Трудно говорить о такой несоизмеримости, как поэт. С чего начать? И на чем кончить? И как начать и кончить, когда то, о чем ты говоришь: — душа — всё — везде — всегда.

Поэтому ограничусь личным, и это личное ограничу самым насущным, — тем, без чего Бальмонт бы не был Бальмонтом.

Если бы мне дали определить Бальмонта одним словом, я бы не задумываясь сказала: — Поэт.

Не улыбайтесь, господа, этого бы я не сказала ни о Есенине, ни о Мандельштаме, ни о Маяковском, ни о Гумилеве, ни даже о Блоке, ибо у всех названных было еще что-то, кроме поэта в них. Большее или меньшее, лучшее или худшее, но — еще что-то. Даже у Ахматовой была — отдельно от стихов — молитва.

У Бальмонта, кроме поэта в нем, нет ничего. Бальмонт: поэт: адекват. Поэтому когда семейные его, на вопрос о нем, отвечают: «Поэт — спит», или «Поэт пошел за папиросами» — нет ничего смешного или высокопарного, ибо именно поэт спит, и сны, которые он видит — сны поэта, и именно поэт пошел за папиросами — в чем, видя и слыша его у прилавка, никогда не усумнился ни один лавочник.

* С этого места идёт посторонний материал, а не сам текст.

//! # Config Loader
//!
//! Configuration loading and parsing module.
//!
//! Responsibilities:
//! - Parse TOML/JSON dispatch job files
//! - Validate configuration legality
//! - Generate `DispatchJob`
//!
//! # Example
//!
//! ```no_run
//! use config_loader::ConfigLoader;
//! use std::path::Path;
//!
//! let job = ConfigLoader::load_from_path(Path::new("job.toml")).unwrap();
//! println!("Transport: {}", job.transport.name);
//! ```

mod parser;
mod validator;

pub use contracts::DispatchJob;
pub use parser::ConfigFormat;

use contracts::ContractError;
use std::path::Path;

/// Configuration loader
///
/// Provides static methods to load configuration from files or strings.
pub struct ConfigLoader;

impl ConfigLoader {
    /// Load configuration from file path
    ///
    /// Automatically detects format from file extension (.toml / .json).
    ///
    /// # Errors
    /// - File read failure
    /// - Unsupported format
    /// - Parse failure
    /// - Validation failure
    pub fn load_from_path(path: &Path) -> Result<DispatchJob, ContractError> {
        let format = Self::detect_format(path)?;
        let content = Self::read_file(path)?;
        Self::load_from_str(&content, format)
    }

    /// Load configuration from string
    ///
    /// # Errors
    /// - Parse failure
    /// - Validation failure
    pub fn load_from_str(content: &str, format: ConfigFormat) -> Result<DispatchJob, ContractError> {
        Self::parse_and_validate(content, format)
    }

    /// Re-check a job after it was modified in memory (e.g. a mode override)
    ///
    /// # Errors
    /// Returns the first validation failure
    pub fn validate(job: &DispatchJob) -> Result<(), ContractError> {
        validator::validate(job)
    }

    /// Serialize DispatchJob to TOML string
    pub fn to_toml(job: &DispatchJob) -> Result<String, ContractError> {
        toml::to_string_pretty(job)
            .map_err(|e| ContractError::config_parse(format!("TOML serialize error: {e}")))
    }

    /// Serialize DispatchJob to JSON string
    pub fn to_json(job: &DispatchJob) -> Result<String, ContractError> {
        serde_json::to_string_pretty(job)
            .map_err(|e| ContractError::config_parse(format!("JSON serialize error: {e}")))
    }
}

impl ConfigLoader {
    /// Infer configuration format from file extension
    fn detect_format(path: &Path) -> Result<ConfigFormat, ContractError> {
        let ext = path.extension().and_then(|e| e.to_str()).ok_or_else(|| {
            ContractError::config_parse("cannot determine file format from extension")
        })?;

        ConfigFormat::from_extension(ext).ok_or_else(|| {
            ContractError::config_parse(format!("unsupported config format: .{ext}"))
        })
    }

    /// Read configuration file content
    fn read_file(path: &Path) -> Result<String, ContractError> {
        Ok(std::fs::read_to_string(path)?)
    }

    /// Parse and validate configuration content
    fn parse_and_validate(content: &str, format: ConfigFormat) -> Result<DispatchJob, ContractError> {
        let job = parser::parse(content, format)?;
        validator::validate(&job)?;
        Ok(job)
    }
}
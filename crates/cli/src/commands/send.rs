//! `send` command implementation.

use anyhow::{Context, Result};
use contracts::DispatchJob;
use tracing::info;

use crate::cli::SendArgs;
use crate::pipeline::JobRunner;

use super::ensure_job_file;

/// Execute the `send` command
pub fn run_send(args: &SendArgs) -> Result<()> {
    let job = load_job(args)?;

    if args.dry_run {
        print_dry_run(&job);
        return Ok(());
    }

    if args.metrics_port != 0 {
        observability::init_metrics_only(args.metrics_port)
            .context("Failed to start metrics exporter")?;
    }

    let report = JobRunner::new(job).run()?;

    if args.json {
        let json = serde_json::to_string_pretty(&report)
            .context("Failed to serialize dispatch report")?;
        println!("{}", json);
    } else {
        println!("{}", report);
    }

    Ok(())
}

/// Load the job and apply the command-line mode override.
///
/// The overridden job is validated again, so an override can never produce
/// a job the file itself would not be allowed to describe.
fn load_job(args: &SendArgs) -> Result<DispatchJob> {
    info!(config = %args.config.display(), "Loading dispatch job");

    ensure_job_file(&args.config)?;

    let mut job = config_loader::ConfigLoader::load_from_path(&args.config)
        .with_context(|| format!("Failed to load job from {}", args.config.display()))?;

    if let Some(mode) = args.mode {
        job.mode = mode.into();
        config_loader::ConfigLoader::validate(&job)
            .with_context(|| format!("--mode {} is not valid for this job", job.mode))?;
        info!(mode = %job.mode, "Delivery mode overridden from command line");
    }

    Ok(job)
}

fn print_dry_run(job: &DispatchJob) {
    println!("✓ Dry run - nothing sent");
    println!("  Transport: {} ({:?})", job.transport.name, job.transport.transport_type);
    println!("  Mode: {}", job.mode);
    println!("  Subject: {}", job.message.subject);
    println!("  Recipients: {}", job.recipient_count());
}
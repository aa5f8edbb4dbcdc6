//! CLI argument definitions using clap.

use clap::{Parser, Subcommand, ValueEnum};
use std::path::PathBuf;

/// Mail Dispatch - send one message to many recipients, shared or individually
#[derive(Parser, Debug)]
#[command(
    name = "mail-dispatch",
    author,
    version,
    about = "Single and batch mail dispatch",
    long_about = "Dispatches a message described by a job file through a configured transport.\n\n\
                  Single mode sends one copy that every recipient sees; batch mode sends \n\
                  one copy per recipient with Cc/Bcc suppressed."
)]
pub struct Cli {
    /// Increase logging verbosity (-v for debug, -vv for trace)
    #[arg(short, long, action = clap::ArgAction::Count, global = true, env = "MAIL_DISPATCH_VERBOSE")]
    pub verbose: u8,

    /// Suppress all output except errors
    #[arg(short, long, global = true, conflicts_with = "verbose")]
    pub quiet: bool,

    /// Log output format
    #[arg(
        long,
        value_enum,
        default_value = "pretty",
        global = true,
        env = "MAIL_DISPATCH_LOG_FORMAT"
    )]
    pub log_format: LogFormat,

    #[command(subcommand)]
    pub command: Commands,
}

/// Available CLI commands
#[derive(Subcommand, Debug)]
pub enum Commands {
    /// Dispatch the message described by a job file
    Send(SendArgs),

    /// Validate a job file without sending
    Validate(ValidateArgs),

    /// Display job information
    Info(InfoArgs),
}

/// Arguments for the `send` command
#[derive(Parser, Debug, Clone)]
pub struct SendArgs {
    /// Path to job file (TOML or JSON)
    #[arg(short, long, default_value = "job.toml", env = "MAIL_DISPATCH_CONFIG")]
    pub config: PathBuf,

    /// Override the delivery mode from the job file
    #[arg(long, value_enum, env = "MAIL_DISPATCH_MODE")]
    pub mode: Option<ModeArg>,

    /// Validate the job and exit without sending
    #[arg(long)]
    pub dry_run: bool,

    /// Output the dispatch result as JSON
    #[arg(long)]
    pub json: bool,

    /// Metrics server port (0 = disabled)
    #[arg(long, default_value = "0", env = "MAIL_DISPATCH_METRICS_PORT")]
    pub metrics_port: u16,
}

/// Arguments for the `validate` command
#[derive(Parser, Debug)]
pub struct ValidateArgs {
    /// Path to job file to validate
    #[arg(short, long, default_value = "job.toml")]
    pub config: PathBuf,

    /// Output validation result as JSON
    #[arg(long)]
    pub json: bool,
}

/// Arguments for the `info` command
#[derive(Parser, Debug)]
pub struct InfoArgs {
    /// Path to job file
    #[arg(short, long, default_value = "job.toml")]
    pub config: PathBuf,

    /// Output as JSON
    #[arg(long)]
    pub json: bool,

    /// List every recipient
    #[arg(long)]
    pub recipients: bool,
}

/// Delivery mode override
#[derive(ValueEnum, Clone, Copy, Debug, PartialEq, Eq)]
pub enum ModeArg {
    Single,
    Batch,
}

impl From<ModeArg> for contracts::DispatchMode {
    fn from(mode: ModeArg) -> Self {
        match mode {
            ModeArg::Single => Self::Single,
            ModeArg::Batch => Self::Batch,
        }
    }
}

/// Log output format
#[derive(ValueEnum, Clone, Copy, Debug, Default)]
pub enum LogFormat {
    /// JSON structured logging
    Json,
    /// Human-readable pretty format
    #[default]
    Pretty,
    /// Compact single-line format
    Compact,
}

impl From<LogFormat> for observability::LogFormat {
    fn from(format: LogFormat) -> Self {
        match format {
            LogFormat::Json => Self::Json,
            LogFormat::Pretty => Self::Pretty,
            LogFormat::Compact => Self::Compact,
        }
    }
}

#[cfg(test)]
mod tests {
    use super::*;

    #[test]
    fn test_parse_send_with_mode_override() {
        let cli = Cli::parse_from([
            "mail-dispatch",
            "-v",
            "send",
            "--config",
            "news.toml",
            "--mode",
            "batch",
        ]);
        assert_eq!(cli.verbose, 1);
        match cli.command {
            Commands::Send(args) => {
                assert_eq!(args.config, PathBuf::from("news.toml"));
                assert_eq!(args.mode, Some(ModeArg::Batch));
                assert!(!args.dry_run);
            }
            other => panic!("unexpected command: {other:?}"),
        }
    }

    #[test]
    fn test_log_format_maps_to_observability() {
        let cli = Cli::parse_from(["mail-dispatch", "--log-format", "json", "validate"]);
        assert_eq!(
            observability::LogFormat::from(cli.log_format),
            observability::LogFormat::Json
        );
    }

    #[test]
    fn test_quiet_conflicts_with_verbose() {
        let result = Cli::try_parse_from(["mail-dispatch", "-q", "-v", "validate"]);
        assert!(result.is_err());
    }
}
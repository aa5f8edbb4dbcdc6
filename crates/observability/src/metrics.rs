//! Dispatch metrics
//!
//! `metrics` facade counters for dispatch outcomes plus an in-memory report
//! used for end-of-run summaries.

use metrics::{counter, gauge, histogram};
use serde::Serialize;

/// Record the outcome of one dispatch (single or batch)
///
/// # Example
///
/// ```ignore
/// use observability::metrics::record_dispatch;
///
/// let accepted = dispatcher.batch_send(&mut message, &mut failed, None)?;
/// record_dispatch("smtp", "batch", accepted, failed.len());
/// ```
pub fn record_dispatch(transport: &str, mode: &str, accepted: usize, rejected: usize) {
    counter!(
        "mail_dispatch_runs_total",
        "transport" => transport.to_string(),
        "mode" => mode.to_string()
    )
    .increment(1);

    counter!(
        "mail_dispatch_recipients_accepted_total",
        "transport" => transport.to_string()
    )
    .increment(accepted as u64);

    if rejected > 0 {
        counter!(
            "mail_dispatch_recipients_rejected_total",
            "transport" => transport.to_string()
        )
        .increment(rejected as u64);
    }

    gauge!("mail_dispatch_last_accepted", "transport" => transport.to_string())
        .set(accepted as f64);
    histogram!("mail_dispatch_recipients_per_run").record((accepted + rejected) as f64);
}

/// Record transport `send` invocations made during a dispatch
pub fn record_send_calls(transport: &str, calls: u64) {
    counter!(
        "mail_dispatch_send_calls_total",
        "transport" => transport.to_string()
    )
    .increment(calls);
}

/// Record a transport-level (hard) failure
pub fn record_hard_failure(transport: &str) {
    counter!(
        "mail_dispatch_hard_failures_total",
        "transport" => transport.to_string()
    )
    .increment(1);
}

/// Summary of one dispatch run
#[derive(Debug, Clone, Default, Serialize)]
pub struct DispatchReport {
    pub transport: String,
    pub mode: String,
    pub send_calls: u64,
    pub accepted: u64,
    pub failed_recipients: Vec<String>,
}

impl DispatchReport {
    /// Accepted share of all attempted recipients, in percent
    pub fn acceptance_rate(&self) -> f64 {
        let attempted = self.accepted + self.failed_recipients.len() as u64;
        if attempted == 0 {
            0.0
        } else {
            self.accepted as f64 / attempted as f64 * 100.0
        }
    }

    /// Push the report into the metrics facade
    pub fn record(&self) {
        record_dispatch(
            &self.transport,
            &self.mode,
            self.accepted as usize,
            self.failed_recipients.len(),
        );
        record_send_calls(&self.transport, self.send_calls);
    }
}

impl std::fmt::Display for DispatchReport {
    fn fmt(&self, f: &mut std::fmt::Formatter<'_>) -> std::fmt::Result {
        writeln!(f, "=== Dispatch Summary ===")?;
        writeln!(f, "Transport: {} ({} mode)", self.transport, self.mode)?;
        writeln!(f, "Transport sends: {}", self.send_calls)?;
        writeln!(
            f,
            "Accepted recipients: {} ({:.2}%)",
            self.accepted,
            self.acceptance_rate()
        )?;

        if !self.failed_recipients.is_empty() {
            writeln!(f, "Failed recipients:")?;
            for address in &self.failed_recipients {
                writeln!(f, "  {}", address)?;
            }
        }

        Ok(())
    }
}
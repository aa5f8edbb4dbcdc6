//! Dispatch metrics for observability

/// Counters for a single dispatcher
#[derive(Debug, Default)]
pub struct DispatchMetrics {
    /// Transport `send` invocations
    send_calls: u64,
    /// Recipients accepted across all sends
    accepted: u64,
    /// Recipients appended to the failure collector
    rejected: u64,
    /// Times the dispatcher had to start the transport
    transport_starts: u64,
    /// Completed batch sends
    batches: u64,
}

impl DispatchMetrics {
    /// Create new metrics instance
    pub fn new() -> Self {
        Self::default()
    }

    pub fn send_calls(&self) -> u64 {
        self.send_calls
    }

    pub fn accepted(&self) -> u64 {
        self.accepted
    }

    pub fn rejected(&self) -> u64 {
        self.rejected
    }

    pub fn transport_starts(&self) -> u64 {
        self.transport_starts
    }

    pub fn batches(&self) -> u64 {
        self.batches
    }

    /// Record one completed transport send
    pub fn record_send(&mut self, accepted: usize, rejected: usize) {
        self.send_calls += 1;
        self.accepted += accepted as u64;
        self.rejected += rejected as u64;
    }

    pub fn inc_transport_starts(&mut self) {
        self.transport_starts += 1;
    }

    pub fn inc_batches(&mut self) {
        self.batches += 1;
    }

    /// Get snapshot of all metrics
    pub fn snapshot(&self) -> MetricsSnapshot {
        MetricsSnapshot {
            send_calls: self.send_calls,
            accepted: self.accepted,
            rejected: self.rejected,
            transport_starts: self.transport_starts,
            batches: self.batches,
        }
    }
}

/// Snapshot of dispatch metrics (for reporting)
#[derive(Debug, Clone, Copy, Default, PartialEq, Eq)]
pub struct MetricsSnapshot {
    pub send_calls: u64,
    pub accepted: u64,
    pub rejected: u64,
    pub transport_starts: u64,
    pub batches: u64,
}
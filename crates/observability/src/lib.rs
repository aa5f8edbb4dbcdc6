//! # Observability
//!
//! Tracing setup plus Prometheus metrics for dispatch runs.
//!
//! ## Features
//!
//! - Tracing initialization (JSON/Pretty/Compact) on stderr
//! - Verbosity levels that map onto an `EnvFilter`
//! - Optional Prometheus exporter
//! - Dispatch outcome counters and run summaries
//!
//! ## Example
//!
//! ```ignore
//! use observability::{LogFormat, ObservabilityConfig};
//!
//! observability::init_with_config(ObservabilityConfig::from_verbosity(1, false, LogFormat::Compact))?;
//! ```

pub mod metrics;

use anyhow::{Context, Result};
use metrics_exporter_prometheus::PrometheusBuilder;
use tracing_subscriber::{fmt, layer::SubscriberExt, util::SubscriberInitExt, EnvFilter, Layer};

pub use crate::metrics::{record_dispatch, record_hard_failure, record_send_calls, DispatchReport};

/// Observability configuration
#[derive(Debug, Clone, PartialEq, Eq)]
pub struct ObservabilityConfig {
    /// Log format
    pub log_format: LogFormat,
    /// Prometheus port (None = disabled)
    pub metrics_port: Option<u16>,
    /// Log level used when `RUST_LOG` is unset or ignored
    pub log_level: String,
    /// Let `RUST_LOG` override `log_level`
    pub honor_rust_log: bool,
}

impl Default for ObservabilityConfig {
    fn default() -> Self {
        Self {
            log_format: LogFormat::Json,
            metrics_port: None,
            log_level: "info".to_string(),
            honor_rust_log: true,
        }
    }
}

impl ObservabilityConfig {
    /// Map `-v` counts and `--quiet` onto a filter.
    ///
    /// Quiet pins the level to `warn` regardless of `RUST_LOG`.
    pub fn from_verbosity(verbose: u8, quiet: bool, log_format: LogFormat) -> Self {
        let (log_level, honor_rust_log) = if quiet {
            ("warn", false)
        } else {
            match verbose {
                0 => ("info", true),
                1 => ("debug", true),
                _ => ("trace", true),
            }
        };

        Self {
            log_format,
            log_level: log_level.to_string(),
            honor_rust_log,
            ..Default::default()
        }
    }

    fn env_filter(&self) -> EnvFilter {
        if self.honor_rust_log {
            EnvFilter::try_from_default_env().unwrap_or_else(|_| EnvFilter::new(&self.log_level))
        } else {
            EnvFilter::new(&self.log_level)
        }
    }
}

/// Log format
#[derive(Debug, Clone, Copy, Default, PartialEq, Eq)]
pub enum LogFormat {
    /// JSON structured logs
    #[default]
    Json,
    /// Human-readable
    Pretty,
    /// Single line
    Compact,
}

/// Install the tracing subscriber and, if configured, the Prometheus exporter.
///
/// Logs go to stderr so machine-readable command output on stdout stays
/// parseable.
pub fn init_with_config(config: ObservabilityConfig) -> Result<()> {
    let fmt_layer = match config.log_format {
        LogFormat::Json => fmt::layer()
            .json()
            .with_writer(std::io::stderr)
            .with_target(true)
            .with_file(true)
            .with_line_number(true)
            .boxed(),
        LogFormat::Pretty => fmt::layer().pretty().with_writer(std::io::stderr).boxed(),
        LogFormat::Compact => fmt::layer().compact().with_writer(std::io::stderr).boxed(),
    };

    tracing_subscriber::registry()
        .with(config.env_filter())
        .with(fmt_layer)
        .try_init()
        .context("Failed to initialize tracing subscriber")?;

    if let Some(port) = config.metrics_port {
        init_metrics_only(port)?;
    }

    tracing::debug!(
        log_format = ?config.log_format,
        log_level = %config.log_level,
        metrics_port = ?config.metrics_port,
        "Observability initialized"
    );

    Ok(())
}

/// Install only the Prometheus exporter (tracing already set up elsewhere)
pub fn init_metrics_only(port: u16) -> Result<()> {
    PrometheusBuilder::new()
        .with_http_listener(([0, 0, 0, 0], port))
        .install()
        .context("Failed to install Prometheus recorder")?;

    tracing::info!(port = port, "Prometheus metrics endpoint initialized");
    Ok(())
}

На Бальмонте — в каждом его жесте, шаге, слове — клеймо — печать — звезда — поэта.


Пока не требует поэта
К священной жертве Аполлон,
В заботы суетного света
Он малодушно погружен.
Молчит его святая лира,
Душа вкушает хладный сон,
И меж детей ничтожных мира —
Быть может, всех ничтожней он.

Это сказано не о Бальмонте. Бальмонта Аполлон всегда требовал, и Бальмонт в заботы суетного света никогда не погружался, и святая лира в его руках никогда не молчала, и душа хладного сна никогда не вкушала, и меж детей ничтожных мира Бальмонт не только не был всех ничтожней, но вообще между ними никогда не был и таковых не знал, самогó понятия ничтожества не знал:


Я не знаю, что такое — презренье, —
Презирать никого не могу!
У самого слабого были минуты горенья,
И с тайным восторгом смотрю я в лицо ВРАГУ.

Возьмем быт. Бальмонт от него абсолютно свободен, ни малейшей — даже словесной — сделки. «Марина, я принес тебе монеты…» Для него деньги — именно монеты, даже бумажные жалкие ассигнации для него — червонцы. До франков и рублей, частности, он не снижается никогда. Больше скажу: он с бытом незнаком. Кламар под Парижем, два года назад. Встречаю его, после довольно большого перерыва на неминуемой в каждом предместье главной улице с базарным названием «Rue de Paris» (Вариант: «Rue de la République»). Радость, рукопожатия, угрызения, что так долго не виделись, изумление, что так долго могли друг без друга… — «Ну, как ты жил все это время? Плохо?» — «Марина! Я был совершенно счастлив: я два месяца пребывал в древней Индии».

Именно — пребывал. Весь.

С Бальмонтом — всё сказочно. «Дороги жизни богаты» — как когда-то сказал он в своих «Горных Вершинах». — Когда идешь с Бальмонтом — да, добавлю я.

Я часто слышала о Бальмонте, что он — высокопарен.

Да, в хорошем, корневом, смысле — да.

Высоко парит и снижаться не желает. Не желает или не может? Я бы сказала, что земля под ногами Бальмонта всегда приподнята, т. е.: что ходит он уже по первому низкому небу земли.